(The task)
Extract every line below that contains the word "Parser".

(Material for this exercise)

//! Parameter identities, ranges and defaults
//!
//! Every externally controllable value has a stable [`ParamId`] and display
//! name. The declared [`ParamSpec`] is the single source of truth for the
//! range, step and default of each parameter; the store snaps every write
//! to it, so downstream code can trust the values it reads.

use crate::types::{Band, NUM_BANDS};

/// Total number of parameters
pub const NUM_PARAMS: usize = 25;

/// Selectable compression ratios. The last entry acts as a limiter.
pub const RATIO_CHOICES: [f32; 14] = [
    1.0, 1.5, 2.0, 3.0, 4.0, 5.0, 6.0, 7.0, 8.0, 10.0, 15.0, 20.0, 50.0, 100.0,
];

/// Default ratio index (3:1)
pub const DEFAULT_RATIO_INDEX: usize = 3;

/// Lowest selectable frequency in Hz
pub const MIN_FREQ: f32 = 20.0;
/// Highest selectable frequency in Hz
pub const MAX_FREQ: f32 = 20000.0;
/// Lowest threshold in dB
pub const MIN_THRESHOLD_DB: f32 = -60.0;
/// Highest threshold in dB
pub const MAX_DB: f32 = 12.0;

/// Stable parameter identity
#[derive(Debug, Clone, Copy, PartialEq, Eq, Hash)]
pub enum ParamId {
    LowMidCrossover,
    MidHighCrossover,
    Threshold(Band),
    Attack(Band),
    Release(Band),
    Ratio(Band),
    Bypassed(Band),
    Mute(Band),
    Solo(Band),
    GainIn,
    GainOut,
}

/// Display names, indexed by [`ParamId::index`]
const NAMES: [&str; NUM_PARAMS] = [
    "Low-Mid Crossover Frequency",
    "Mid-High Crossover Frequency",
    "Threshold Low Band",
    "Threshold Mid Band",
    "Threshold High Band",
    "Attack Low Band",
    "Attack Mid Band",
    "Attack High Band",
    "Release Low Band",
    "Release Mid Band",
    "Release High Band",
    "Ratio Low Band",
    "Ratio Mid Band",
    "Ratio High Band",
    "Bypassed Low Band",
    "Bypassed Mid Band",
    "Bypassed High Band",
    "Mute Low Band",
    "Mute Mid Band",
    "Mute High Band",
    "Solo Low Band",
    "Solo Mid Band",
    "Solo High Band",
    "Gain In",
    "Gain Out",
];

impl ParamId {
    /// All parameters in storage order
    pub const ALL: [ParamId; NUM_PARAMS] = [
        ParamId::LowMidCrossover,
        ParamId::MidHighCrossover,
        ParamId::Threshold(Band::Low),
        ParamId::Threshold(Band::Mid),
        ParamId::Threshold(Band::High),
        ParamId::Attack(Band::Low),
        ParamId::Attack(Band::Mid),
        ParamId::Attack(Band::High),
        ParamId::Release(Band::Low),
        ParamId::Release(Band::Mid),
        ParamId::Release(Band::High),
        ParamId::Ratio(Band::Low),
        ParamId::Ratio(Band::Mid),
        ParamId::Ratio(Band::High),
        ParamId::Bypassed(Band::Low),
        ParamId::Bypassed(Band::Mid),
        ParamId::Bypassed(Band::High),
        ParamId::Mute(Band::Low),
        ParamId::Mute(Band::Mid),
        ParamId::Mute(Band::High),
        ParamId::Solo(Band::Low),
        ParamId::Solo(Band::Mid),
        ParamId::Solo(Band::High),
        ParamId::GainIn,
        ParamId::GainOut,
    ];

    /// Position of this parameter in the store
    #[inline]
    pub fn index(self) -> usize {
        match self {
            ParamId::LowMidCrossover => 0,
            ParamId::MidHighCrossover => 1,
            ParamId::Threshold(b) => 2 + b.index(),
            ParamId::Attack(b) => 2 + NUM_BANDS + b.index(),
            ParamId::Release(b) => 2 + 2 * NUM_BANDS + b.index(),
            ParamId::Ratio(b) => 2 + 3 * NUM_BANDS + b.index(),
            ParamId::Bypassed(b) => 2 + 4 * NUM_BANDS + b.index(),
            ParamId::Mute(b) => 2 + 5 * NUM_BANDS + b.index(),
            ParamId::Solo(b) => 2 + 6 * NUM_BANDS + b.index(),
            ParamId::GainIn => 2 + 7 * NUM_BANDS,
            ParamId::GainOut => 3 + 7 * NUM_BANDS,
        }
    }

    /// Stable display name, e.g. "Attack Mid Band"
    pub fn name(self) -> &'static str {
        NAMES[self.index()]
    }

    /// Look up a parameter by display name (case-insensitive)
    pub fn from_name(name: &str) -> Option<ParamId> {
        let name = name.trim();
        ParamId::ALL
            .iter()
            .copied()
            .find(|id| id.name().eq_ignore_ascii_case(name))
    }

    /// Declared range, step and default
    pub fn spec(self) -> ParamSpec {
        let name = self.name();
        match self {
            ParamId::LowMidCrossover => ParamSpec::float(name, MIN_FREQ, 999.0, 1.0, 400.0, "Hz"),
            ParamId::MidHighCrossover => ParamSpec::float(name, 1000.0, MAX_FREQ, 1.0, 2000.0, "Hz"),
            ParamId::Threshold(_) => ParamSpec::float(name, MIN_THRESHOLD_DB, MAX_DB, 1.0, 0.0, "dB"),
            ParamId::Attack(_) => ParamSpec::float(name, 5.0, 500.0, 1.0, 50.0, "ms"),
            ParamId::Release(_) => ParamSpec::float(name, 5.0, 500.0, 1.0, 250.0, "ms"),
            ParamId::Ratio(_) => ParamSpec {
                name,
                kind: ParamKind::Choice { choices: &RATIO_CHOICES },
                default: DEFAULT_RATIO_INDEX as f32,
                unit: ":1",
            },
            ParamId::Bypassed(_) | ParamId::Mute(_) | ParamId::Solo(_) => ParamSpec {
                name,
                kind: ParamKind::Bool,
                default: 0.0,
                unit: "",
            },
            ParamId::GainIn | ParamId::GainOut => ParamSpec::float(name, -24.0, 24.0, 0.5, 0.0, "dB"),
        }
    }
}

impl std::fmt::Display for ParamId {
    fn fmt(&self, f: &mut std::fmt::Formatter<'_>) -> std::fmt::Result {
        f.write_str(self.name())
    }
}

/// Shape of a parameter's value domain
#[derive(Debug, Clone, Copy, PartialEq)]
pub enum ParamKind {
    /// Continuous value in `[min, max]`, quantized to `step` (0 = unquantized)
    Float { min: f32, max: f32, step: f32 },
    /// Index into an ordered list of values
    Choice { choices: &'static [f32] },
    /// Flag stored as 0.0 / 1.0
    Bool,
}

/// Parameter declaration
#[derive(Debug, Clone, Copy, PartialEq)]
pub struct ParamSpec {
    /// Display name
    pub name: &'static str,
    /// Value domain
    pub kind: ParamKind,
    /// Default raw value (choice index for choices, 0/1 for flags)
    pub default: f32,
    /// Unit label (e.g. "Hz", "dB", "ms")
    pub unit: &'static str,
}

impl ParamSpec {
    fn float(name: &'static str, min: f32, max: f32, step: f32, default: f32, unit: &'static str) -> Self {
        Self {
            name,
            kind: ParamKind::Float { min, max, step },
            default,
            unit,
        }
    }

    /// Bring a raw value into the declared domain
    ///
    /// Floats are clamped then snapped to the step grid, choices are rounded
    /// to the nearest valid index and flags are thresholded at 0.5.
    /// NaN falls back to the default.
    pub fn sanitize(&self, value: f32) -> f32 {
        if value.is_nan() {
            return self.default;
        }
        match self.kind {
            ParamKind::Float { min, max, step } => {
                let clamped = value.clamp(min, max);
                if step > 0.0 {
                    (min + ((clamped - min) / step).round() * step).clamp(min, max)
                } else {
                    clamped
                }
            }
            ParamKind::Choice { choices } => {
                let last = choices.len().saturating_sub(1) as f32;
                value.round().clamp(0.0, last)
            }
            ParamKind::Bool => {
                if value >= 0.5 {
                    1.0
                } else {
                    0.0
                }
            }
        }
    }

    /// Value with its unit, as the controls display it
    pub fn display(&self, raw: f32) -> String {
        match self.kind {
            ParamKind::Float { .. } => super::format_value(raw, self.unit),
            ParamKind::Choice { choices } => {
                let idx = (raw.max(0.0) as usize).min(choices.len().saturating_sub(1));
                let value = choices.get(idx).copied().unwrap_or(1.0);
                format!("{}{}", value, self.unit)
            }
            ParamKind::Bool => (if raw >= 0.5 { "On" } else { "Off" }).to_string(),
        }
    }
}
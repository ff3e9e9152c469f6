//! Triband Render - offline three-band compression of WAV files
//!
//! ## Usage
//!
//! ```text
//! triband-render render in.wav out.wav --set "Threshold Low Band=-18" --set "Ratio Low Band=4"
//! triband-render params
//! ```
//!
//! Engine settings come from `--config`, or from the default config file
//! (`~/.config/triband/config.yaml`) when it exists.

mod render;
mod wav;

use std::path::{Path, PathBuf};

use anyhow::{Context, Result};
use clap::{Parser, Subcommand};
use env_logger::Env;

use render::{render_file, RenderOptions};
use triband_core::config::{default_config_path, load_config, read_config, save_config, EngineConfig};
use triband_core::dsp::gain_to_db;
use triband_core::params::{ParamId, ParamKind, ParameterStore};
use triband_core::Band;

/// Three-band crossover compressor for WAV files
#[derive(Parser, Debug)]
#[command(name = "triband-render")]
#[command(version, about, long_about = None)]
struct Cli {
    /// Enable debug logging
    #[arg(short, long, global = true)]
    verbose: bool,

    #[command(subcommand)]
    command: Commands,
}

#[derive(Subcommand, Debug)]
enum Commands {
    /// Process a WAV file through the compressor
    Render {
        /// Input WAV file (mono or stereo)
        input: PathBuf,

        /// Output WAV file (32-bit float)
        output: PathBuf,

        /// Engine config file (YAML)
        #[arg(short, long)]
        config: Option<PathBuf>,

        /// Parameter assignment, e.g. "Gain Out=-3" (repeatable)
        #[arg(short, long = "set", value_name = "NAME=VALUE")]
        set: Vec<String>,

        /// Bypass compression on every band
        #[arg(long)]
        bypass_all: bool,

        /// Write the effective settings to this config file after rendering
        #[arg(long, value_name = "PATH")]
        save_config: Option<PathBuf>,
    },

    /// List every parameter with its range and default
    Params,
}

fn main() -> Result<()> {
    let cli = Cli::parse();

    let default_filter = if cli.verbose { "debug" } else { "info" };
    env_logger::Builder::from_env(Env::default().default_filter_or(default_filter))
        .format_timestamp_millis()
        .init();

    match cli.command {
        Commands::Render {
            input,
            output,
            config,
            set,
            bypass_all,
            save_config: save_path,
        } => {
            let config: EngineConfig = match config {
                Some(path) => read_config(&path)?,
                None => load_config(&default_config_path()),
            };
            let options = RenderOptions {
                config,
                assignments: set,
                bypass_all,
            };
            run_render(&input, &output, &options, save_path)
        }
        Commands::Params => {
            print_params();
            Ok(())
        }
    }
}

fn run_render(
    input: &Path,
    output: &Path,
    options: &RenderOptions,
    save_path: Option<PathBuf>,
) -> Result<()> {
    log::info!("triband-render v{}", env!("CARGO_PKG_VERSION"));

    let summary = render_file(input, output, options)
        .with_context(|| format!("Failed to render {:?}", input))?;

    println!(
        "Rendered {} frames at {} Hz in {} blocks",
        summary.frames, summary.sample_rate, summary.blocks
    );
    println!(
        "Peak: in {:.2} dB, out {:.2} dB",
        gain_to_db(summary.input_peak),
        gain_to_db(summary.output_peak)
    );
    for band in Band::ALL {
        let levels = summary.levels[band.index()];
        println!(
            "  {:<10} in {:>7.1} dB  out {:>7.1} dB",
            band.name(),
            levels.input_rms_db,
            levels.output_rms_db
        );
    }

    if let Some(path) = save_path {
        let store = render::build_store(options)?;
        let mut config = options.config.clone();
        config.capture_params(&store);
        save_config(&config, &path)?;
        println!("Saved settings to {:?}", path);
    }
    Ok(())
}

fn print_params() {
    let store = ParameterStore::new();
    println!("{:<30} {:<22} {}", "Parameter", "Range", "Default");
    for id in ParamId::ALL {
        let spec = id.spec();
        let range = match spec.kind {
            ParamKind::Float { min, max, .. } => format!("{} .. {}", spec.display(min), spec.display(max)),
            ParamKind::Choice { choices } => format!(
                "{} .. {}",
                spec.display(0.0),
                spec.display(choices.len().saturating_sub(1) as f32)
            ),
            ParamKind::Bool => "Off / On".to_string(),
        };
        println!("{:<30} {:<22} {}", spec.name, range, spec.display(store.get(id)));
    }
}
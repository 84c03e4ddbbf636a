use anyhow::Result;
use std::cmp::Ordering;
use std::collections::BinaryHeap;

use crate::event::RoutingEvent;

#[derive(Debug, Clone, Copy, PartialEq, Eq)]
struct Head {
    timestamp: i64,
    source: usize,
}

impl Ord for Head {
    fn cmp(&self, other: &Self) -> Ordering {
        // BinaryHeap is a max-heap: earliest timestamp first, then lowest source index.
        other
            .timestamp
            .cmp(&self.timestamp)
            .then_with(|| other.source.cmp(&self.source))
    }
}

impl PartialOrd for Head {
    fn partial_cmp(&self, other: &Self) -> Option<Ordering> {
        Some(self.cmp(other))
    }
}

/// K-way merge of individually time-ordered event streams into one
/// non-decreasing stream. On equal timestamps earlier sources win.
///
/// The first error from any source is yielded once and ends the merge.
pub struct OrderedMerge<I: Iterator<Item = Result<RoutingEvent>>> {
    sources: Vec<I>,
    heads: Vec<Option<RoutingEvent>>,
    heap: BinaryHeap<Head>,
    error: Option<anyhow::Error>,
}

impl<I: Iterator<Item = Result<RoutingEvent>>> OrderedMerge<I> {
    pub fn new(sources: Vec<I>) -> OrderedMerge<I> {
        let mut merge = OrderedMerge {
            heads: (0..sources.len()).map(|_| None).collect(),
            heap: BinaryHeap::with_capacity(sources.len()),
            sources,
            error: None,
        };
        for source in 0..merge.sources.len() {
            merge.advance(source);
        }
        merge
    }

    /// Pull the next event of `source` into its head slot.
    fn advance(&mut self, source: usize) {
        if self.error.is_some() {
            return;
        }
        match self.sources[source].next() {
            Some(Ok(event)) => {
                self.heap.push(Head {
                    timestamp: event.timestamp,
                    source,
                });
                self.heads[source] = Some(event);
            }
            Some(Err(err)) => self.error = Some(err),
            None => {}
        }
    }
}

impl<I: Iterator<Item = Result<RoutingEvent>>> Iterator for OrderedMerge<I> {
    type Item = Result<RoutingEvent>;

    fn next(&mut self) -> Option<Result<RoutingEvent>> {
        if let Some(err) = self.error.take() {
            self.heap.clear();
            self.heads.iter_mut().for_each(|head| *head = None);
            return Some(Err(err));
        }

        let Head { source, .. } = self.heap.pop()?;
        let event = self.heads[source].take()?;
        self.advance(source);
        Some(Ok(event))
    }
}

(Output)
use clap::{Parser, Subcommand};
#[derive(Parser, Debug)]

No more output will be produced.